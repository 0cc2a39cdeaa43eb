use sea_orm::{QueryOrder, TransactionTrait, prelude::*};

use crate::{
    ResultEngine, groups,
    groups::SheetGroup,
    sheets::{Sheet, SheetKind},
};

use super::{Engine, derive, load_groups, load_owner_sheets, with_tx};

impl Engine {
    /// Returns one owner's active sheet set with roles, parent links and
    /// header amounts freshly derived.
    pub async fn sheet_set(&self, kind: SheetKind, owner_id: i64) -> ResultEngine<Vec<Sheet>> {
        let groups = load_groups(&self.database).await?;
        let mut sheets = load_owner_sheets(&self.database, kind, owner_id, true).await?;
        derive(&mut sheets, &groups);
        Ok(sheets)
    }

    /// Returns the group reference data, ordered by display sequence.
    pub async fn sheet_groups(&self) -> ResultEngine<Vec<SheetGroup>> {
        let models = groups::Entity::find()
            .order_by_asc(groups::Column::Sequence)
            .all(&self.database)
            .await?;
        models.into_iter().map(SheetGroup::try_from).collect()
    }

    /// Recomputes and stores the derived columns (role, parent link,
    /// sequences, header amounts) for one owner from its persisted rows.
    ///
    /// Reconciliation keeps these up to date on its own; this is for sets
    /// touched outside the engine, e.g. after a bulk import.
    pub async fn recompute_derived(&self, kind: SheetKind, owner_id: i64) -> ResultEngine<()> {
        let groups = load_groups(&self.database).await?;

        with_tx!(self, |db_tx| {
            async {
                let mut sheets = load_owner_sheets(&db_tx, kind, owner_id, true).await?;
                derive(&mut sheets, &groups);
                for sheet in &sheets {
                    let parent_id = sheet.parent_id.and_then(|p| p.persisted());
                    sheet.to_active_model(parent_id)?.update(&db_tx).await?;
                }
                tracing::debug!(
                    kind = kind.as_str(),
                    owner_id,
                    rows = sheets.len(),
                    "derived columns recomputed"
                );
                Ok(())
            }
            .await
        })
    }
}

---

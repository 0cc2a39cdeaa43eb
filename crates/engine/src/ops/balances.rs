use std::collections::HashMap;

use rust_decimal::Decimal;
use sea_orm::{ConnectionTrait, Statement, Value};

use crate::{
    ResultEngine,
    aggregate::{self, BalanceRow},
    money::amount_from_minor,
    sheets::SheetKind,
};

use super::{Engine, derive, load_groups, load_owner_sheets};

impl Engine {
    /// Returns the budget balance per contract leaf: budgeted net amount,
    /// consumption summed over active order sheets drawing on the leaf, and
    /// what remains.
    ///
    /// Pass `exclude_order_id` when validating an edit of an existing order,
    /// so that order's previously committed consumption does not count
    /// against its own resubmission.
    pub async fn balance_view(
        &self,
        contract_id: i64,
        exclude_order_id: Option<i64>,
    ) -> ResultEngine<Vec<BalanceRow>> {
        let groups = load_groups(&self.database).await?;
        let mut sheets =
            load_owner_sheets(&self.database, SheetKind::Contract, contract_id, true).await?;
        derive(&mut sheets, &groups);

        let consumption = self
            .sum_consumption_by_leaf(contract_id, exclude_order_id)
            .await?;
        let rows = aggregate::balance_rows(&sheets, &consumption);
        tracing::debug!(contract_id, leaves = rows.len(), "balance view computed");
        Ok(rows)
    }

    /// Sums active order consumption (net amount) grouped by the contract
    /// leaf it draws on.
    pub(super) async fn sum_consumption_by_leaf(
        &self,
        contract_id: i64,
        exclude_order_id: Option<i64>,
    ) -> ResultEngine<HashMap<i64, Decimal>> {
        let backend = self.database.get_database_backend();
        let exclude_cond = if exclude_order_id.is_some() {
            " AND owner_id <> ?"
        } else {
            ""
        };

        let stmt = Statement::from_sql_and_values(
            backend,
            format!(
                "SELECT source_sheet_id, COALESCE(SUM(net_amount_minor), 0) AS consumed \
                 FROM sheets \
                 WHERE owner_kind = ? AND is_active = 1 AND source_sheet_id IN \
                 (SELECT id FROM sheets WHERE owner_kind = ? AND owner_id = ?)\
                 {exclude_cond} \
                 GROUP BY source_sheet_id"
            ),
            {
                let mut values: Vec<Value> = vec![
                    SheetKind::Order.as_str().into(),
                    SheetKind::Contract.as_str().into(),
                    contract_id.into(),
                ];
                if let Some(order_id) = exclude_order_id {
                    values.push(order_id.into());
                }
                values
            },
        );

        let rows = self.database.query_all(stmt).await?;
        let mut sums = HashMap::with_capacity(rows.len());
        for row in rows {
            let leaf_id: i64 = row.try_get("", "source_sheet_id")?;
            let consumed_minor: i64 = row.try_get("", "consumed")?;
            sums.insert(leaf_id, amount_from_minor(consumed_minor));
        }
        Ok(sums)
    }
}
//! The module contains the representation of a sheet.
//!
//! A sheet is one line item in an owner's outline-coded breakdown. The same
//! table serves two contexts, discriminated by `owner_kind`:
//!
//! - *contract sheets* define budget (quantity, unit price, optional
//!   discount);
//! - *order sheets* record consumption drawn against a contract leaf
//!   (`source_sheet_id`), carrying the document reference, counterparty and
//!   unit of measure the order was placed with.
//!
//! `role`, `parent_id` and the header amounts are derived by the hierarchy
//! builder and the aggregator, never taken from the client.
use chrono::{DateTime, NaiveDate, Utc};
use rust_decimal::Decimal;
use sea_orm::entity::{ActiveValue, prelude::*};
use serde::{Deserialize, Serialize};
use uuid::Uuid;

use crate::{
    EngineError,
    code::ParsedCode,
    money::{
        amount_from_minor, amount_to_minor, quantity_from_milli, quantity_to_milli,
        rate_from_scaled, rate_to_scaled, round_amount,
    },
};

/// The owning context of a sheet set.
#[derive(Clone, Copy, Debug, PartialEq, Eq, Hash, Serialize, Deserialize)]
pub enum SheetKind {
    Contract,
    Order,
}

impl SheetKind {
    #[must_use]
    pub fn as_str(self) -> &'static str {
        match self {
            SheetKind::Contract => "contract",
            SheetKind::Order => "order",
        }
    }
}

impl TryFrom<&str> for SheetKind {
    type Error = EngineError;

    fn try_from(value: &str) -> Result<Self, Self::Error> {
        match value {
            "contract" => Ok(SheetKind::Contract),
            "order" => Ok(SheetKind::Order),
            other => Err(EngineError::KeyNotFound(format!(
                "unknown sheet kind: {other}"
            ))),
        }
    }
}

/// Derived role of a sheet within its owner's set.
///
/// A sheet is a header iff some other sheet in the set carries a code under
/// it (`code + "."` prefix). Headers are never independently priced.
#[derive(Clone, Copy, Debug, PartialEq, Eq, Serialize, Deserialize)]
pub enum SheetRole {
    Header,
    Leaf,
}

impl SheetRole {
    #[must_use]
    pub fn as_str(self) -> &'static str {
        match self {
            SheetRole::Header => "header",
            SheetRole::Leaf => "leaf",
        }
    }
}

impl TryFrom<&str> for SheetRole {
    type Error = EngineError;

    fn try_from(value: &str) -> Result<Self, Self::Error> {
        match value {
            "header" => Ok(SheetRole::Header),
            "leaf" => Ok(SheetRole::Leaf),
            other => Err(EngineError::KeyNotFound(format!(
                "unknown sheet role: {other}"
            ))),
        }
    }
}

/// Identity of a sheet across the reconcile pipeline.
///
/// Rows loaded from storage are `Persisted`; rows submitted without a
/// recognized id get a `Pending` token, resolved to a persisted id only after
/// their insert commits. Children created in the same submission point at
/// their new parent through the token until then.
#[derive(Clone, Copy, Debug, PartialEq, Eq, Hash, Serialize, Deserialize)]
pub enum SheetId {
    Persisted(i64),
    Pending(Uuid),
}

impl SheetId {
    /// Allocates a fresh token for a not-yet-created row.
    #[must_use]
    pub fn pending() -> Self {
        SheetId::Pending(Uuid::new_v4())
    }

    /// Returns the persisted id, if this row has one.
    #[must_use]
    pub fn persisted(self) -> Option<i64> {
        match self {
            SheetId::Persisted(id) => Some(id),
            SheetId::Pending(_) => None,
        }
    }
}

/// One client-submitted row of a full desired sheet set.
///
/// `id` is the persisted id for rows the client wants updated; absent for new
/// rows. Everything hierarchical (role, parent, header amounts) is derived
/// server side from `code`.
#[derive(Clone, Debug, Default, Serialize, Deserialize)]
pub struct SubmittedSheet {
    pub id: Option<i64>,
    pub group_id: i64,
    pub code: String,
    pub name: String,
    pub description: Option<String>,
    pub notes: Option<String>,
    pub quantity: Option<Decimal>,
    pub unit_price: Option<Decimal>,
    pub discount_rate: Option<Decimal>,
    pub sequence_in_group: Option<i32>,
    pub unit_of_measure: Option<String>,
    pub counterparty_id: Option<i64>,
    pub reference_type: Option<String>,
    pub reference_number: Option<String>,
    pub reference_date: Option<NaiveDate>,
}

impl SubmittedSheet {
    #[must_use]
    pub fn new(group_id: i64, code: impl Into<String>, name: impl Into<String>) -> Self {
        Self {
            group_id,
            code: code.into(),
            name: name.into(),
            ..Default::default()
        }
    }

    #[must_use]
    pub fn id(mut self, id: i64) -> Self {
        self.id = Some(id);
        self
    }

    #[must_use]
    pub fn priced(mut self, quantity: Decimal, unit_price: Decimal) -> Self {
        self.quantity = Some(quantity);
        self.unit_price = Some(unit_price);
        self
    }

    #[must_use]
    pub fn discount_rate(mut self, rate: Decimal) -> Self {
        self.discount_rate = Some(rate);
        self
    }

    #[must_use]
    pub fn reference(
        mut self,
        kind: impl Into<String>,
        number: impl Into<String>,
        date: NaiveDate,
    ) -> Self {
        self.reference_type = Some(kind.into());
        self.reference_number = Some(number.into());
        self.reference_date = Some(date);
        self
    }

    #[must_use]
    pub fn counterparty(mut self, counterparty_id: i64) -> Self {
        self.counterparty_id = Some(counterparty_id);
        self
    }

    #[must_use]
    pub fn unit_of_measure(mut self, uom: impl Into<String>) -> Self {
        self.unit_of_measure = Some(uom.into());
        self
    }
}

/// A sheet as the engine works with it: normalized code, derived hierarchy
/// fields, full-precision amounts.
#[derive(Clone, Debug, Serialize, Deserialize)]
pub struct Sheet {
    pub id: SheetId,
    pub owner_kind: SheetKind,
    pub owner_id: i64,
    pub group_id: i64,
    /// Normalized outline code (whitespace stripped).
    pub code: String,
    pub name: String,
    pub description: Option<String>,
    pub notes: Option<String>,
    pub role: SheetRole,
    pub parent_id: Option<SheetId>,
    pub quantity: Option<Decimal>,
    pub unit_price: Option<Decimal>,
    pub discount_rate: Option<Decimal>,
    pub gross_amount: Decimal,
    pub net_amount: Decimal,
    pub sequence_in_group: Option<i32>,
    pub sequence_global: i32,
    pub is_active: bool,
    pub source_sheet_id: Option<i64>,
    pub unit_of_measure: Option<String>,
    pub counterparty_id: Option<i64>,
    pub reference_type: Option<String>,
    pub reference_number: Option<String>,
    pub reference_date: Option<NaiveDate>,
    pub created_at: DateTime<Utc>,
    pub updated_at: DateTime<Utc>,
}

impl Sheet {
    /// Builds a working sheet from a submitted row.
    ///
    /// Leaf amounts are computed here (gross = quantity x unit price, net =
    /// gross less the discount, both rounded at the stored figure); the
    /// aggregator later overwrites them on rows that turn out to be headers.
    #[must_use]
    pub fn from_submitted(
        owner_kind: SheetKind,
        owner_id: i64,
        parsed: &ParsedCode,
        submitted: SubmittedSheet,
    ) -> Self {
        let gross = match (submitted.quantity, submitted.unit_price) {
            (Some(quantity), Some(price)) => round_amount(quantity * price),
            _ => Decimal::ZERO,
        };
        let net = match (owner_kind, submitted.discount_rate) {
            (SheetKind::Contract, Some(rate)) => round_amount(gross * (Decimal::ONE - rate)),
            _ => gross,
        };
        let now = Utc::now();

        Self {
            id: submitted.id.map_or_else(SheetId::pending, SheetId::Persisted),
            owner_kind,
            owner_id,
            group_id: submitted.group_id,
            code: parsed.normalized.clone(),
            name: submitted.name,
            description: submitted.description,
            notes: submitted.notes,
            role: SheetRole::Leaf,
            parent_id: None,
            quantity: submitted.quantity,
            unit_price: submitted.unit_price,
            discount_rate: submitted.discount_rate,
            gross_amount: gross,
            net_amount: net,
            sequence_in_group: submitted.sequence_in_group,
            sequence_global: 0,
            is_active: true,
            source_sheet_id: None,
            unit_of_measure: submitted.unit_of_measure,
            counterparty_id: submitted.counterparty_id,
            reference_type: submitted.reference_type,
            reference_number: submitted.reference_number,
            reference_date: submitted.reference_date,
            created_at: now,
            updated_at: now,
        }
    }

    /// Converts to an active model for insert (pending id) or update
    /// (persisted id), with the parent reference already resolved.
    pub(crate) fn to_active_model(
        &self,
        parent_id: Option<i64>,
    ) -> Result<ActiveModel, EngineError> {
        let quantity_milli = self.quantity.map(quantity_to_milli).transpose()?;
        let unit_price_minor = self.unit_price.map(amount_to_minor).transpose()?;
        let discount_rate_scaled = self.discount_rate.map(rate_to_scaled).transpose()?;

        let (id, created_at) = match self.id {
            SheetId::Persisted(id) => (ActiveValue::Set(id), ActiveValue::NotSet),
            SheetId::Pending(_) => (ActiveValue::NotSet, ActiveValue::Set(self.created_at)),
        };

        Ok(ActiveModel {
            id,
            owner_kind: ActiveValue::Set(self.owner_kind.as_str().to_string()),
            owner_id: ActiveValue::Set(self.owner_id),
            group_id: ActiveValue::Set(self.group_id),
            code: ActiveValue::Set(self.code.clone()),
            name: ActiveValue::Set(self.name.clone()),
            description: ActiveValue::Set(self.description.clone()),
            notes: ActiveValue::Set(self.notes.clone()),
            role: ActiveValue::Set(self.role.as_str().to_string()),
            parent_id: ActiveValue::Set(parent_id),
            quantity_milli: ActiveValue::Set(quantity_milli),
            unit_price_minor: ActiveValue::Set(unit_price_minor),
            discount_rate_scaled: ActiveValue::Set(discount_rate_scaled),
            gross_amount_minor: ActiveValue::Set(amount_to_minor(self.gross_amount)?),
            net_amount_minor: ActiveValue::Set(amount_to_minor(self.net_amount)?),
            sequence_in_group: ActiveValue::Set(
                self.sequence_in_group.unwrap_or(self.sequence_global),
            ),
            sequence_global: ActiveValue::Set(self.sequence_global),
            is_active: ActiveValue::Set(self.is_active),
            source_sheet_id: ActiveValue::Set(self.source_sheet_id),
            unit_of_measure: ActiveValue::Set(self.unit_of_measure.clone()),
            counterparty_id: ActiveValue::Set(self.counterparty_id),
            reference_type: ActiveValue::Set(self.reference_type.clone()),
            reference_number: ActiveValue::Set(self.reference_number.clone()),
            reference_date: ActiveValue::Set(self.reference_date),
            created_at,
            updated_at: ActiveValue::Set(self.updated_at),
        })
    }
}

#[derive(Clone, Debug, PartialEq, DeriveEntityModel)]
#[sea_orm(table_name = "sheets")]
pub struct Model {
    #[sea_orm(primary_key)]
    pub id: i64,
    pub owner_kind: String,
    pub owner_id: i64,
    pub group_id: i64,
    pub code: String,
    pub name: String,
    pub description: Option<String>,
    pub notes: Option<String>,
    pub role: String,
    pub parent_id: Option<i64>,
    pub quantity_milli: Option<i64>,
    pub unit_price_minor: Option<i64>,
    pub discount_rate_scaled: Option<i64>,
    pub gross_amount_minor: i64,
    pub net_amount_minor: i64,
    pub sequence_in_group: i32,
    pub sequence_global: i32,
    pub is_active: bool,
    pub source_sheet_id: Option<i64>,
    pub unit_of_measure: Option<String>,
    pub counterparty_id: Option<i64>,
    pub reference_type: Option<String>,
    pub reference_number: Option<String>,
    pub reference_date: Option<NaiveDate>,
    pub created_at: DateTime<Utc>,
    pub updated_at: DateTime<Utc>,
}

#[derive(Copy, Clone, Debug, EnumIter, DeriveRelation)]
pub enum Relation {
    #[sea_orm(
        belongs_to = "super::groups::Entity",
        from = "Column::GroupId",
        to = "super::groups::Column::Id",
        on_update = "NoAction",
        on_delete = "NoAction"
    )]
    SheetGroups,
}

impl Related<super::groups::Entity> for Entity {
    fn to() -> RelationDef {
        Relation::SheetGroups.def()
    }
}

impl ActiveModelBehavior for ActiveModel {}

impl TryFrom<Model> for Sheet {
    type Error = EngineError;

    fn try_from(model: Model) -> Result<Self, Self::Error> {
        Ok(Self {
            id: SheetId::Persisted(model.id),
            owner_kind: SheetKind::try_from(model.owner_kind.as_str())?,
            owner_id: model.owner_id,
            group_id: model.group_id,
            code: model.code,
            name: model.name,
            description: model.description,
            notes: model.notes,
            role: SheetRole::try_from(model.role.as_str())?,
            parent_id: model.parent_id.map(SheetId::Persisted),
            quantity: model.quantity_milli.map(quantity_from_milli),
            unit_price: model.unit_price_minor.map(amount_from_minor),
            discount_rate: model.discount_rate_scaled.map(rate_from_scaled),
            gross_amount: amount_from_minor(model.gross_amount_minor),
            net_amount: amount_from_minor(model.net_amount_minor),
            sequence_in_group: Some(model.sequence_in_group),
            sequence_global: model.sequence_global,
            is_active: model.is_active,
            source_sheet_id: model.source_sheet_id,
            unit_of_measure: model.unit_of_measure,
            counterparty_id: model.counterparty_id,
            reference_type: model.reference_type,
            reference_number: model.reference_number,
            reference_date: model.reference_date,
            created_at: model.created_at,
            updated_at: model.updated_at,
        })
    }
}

__Task objective__
For the lines above, output exactly those from the line containing "pub enum SheetRole" through the line containing "token until then.", and skip the others.

__Response__
pub enum SheetRole {
    Header,
    Leaf,
}

impl SheetRole {
    #[must_use]
    pub fn as_str(self) -> &'static str {
        match self {
            SheetRole::Header => "header",
            SheetRole::Leaf => "leaf",
        }
    }
}

impl TryFrom<&str> for SheetRole {
    type Error = EngineError;

    fn try_from(value: &str) -> Result<Self, Self::Error> {
        match value {
            "header" => Ok(SheetRole::Header),
            "leaf" => Ok(SheetRole::Leaf),
            other => Err(EngineError::KeyNotFound(format!(
                "unknown sheet role: {other}"
            ))),
        }
    }
}

/// Identity of a sheet across the reconcile pipeline.
///
/// Rows loaded from storage are `Persisted`; rows submitted without a
/// recognized id get a `Pending` token, resolved to a persisted id only after
/// their insert commits. Children created in the same submission point at
/// their new parent through the token until then.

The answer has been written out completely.